= Beginning of Section =
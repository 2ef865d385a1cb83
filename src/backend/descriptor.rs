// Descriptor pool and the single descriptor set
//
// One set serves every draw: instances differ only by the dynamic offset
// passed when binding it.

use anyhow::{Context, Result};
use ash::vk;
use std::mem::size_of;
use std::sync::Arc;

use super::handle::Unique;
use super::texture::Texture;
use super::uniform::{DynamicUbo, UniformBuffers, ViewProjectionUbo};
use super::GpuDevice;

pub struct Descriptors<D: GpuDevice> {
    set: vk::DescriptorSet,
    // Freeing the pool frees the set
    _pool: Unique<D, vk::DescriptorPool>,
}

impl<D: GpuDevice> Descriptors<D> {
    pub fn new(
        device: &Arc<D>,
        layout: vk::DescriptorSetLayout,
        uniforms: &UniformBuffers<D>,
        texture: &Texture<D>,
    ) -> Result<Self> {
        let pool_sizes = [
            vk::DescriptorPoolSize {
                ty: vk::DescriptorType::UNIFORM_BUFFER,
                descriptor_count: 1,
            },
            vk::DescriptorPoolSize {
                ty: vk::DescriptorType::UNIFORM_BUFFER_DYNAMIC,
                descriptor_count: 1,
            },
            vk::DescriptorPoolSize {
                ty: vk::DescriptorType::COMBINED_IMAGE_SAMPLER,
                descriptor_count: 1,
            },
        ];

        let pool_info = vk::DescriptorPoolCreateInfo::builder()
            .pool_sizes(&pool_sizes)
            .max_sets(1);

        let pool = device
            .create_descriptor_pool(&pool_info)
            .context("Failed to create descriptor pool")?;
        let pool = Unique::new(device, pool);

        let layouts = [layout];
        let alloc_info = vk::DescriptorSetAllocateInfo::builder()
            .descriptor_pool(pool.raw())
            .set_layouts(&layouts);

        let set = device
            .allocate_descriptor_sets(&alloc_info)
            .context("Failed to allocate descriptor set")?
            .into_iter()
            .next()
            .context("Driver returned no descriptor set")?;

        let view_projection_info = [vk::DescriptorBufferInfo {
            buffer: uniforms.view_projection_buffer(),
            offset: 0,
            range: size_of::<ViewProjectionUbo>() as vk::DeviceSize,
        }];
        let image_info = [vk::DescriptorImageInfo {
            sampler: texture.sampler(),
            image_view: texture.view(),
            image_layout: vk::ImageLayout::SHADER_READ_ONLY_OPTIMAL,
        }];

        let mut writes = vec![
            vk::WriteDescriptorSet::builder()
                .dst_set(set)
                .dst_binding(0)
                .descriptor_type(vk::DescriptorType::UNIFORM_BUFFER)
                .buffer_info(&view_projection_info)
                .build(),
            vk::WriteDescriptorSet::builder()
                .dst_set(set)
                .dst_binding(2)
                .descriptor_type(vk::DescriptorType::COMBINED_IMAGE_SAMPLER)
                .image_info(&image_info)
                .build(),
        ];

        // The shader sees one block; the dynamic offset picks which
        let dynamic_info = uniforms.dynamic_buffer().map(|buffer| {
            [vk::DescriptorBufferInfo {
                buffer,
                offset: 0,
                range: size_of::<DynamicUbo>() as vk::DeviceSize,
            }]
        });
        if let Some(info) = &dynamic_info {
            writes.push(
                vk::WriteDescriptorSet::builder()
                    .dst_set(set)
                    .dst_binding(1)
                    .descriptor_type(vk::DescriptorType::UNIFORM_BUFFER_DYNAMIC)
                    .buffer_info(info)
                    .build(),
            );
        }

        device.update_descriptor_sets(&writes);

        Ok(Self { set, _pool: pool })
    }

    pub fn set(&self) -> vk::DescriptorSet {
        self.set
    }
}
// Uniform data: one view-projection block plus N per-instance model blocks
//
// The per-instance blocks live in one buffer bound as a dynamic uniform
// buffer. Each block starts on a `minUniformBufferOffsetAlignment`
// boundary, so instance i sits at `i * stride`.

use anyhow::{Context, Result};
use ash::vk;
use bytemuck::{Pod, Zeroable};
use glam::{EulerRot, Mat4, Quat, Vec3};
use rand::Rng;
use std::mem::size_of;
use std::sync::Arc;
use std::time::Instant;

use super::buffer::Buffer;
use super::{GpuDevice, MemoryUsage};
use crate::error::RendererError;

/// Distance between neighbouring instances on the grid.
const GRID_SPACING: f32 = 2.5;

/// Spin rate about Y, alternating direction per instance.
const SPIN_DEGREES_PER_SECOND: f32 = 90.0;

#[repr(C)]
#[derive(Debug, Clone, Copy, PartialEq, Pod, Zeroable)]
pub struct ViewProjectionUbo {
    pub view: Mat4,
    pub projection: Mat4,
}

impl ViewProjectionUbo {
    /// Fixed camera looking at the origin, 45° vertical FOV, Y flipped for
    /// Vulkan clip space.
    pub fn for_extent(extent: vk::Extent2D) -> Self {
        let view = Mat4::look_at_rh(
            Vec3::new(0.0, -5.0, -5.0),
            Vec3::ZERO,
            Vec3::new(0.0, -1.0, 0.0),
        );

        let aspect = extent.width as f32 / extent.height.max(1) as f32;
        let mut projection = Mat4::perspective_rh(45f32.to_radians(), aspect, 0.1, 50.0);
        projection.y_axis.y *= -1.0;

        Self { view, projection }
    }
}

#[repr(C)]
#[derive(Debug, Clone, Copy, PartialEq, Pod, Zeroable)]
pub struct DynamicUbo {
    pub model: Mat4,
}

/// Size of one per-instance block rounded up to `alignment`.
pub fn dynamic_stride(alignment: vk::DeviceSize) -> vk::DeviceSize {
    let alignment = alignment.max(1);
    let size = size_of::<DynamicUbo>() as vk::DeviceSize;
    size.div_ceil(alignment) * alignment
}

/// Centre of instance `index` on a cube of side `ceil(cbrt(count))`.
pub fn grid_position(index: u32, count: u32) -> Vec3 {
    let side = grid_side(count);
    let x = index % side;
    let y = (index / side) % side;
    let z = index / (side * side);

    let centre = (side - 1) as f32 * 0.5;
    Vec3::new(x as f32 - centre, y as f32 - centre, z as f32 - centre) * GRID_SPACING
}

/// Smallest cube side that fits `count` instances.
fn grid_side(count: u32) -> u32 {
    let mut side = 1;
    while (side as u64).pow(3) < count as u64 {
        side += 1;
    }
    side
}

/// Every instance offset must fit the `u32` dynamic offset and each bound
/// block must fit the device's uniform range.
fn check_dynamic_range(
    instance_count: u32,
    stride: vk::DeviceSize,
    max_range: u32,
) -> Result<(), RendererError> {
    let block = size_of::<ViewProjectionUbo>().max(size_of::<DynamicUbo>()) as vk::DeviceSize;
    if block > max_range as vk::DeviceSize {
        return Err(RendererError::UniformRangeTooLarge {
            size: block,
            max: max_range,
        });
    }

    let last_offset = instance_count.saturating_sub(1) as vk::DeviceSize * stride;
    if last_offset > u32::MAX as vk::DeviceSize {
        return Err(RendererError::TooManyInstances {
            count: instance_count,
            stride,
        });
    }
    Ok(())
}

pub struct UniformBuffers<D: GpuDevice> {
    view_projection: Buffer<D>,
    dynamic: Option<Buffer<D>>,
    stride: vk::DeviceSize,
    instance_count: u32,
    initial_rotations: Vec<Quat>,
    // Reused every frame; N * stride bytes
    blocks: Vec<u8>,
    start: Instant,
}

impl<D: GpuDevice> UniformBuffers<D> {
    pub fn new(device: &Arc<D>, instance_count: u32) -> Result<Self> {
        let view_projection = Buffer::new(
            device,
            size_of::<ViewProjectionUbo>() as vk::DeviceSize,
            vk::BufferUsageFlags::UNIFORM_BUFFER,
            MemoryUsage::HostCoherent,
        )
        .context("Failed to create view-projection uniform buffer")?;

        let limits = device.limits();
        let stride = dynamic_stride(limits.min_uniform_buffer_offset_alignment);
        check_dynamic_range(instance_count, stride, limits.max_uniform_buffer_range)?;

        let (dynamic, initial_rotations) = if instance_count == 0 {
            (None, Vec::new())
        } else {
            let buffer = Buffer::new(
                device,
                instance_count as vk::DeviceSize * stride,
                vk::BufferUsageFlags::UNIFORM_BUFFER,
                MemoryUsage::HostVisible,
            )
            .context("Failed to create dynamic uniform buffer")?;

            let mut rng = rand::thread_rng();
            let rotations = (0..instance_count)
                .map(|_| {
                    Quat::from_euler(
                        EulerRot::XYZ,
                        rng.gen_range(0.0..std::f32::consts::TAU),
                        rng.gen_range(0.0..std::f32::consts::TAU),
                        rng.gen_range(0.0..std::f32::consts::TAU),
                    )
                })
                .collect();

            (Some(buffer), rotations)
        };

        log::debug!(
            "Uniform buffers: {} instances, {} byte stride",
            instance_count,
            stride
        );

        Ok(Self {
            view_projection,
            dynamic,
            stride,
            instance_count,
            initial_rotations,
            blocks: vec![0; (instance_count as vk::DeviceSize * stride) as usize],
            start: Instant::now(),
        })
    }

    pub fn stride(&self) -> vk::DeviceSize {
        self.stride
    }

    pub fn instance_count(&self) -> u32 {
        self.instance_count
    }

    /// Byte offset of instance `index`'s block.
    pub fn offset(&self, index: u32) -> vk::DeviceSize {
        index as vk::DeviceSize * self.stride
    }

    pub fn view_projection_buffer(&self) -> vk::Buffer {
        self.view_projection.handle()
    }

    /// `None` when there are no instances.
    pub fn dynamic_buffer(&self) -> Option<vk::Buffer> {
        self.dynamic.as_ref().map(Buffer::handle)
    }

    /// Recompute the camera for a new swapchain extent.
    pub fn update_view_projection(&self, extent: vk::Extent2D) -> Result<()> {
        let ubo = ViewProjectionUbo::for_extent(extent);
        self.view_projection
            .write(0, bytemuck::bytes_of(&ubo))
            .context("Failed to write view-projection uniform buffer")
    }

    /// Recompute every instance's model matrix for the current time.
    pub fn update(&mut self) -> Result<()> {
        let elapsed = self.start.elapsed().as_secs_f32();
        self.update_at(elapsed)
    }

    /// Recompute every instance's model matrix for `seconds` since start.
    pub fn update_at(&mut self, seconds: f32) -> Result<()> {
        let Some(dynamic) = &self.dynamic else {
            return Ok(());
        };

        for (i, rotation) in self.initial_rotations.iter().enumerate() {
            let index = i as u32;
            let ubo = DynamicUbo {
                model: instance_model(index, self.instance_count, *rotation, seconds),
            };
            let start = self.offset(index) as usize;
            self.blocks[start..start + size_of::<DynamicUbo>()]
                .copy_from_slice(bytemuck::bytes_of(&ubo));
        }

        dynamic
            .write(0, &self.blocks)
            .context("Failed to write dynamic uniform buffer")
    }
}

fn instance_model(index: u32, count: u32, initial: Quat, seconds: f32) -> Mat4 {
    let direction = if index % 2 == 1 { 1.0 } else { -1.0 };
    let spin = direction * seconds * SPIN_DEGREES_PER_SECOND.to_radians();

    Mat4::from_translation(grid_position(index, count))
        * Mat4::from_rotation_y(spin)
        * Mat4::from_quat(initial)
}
= End of Section =
PROBLEM » In the listing above, locate the line containing "to write view-projection" and the line containing "pub fn update_at(&mut". Extract those two lines and every line between them, exactly as written, and only those.

TASK ANSWER »
            .context("Failed to write view-projection uniform buffer")
    }

    /// Recompute every instance's model matrix for the current time.
    pub fn update(&mut self) -> Result<()> {
        let elapsed = self.start.elapsed().as_secs_f32();
        self.update_at(elapsed)
    }

    /// Recompute every instance's model matrix for `seconds` since start.
    pub fn update_at(&mut self, seconds: f32) -> Result<()> {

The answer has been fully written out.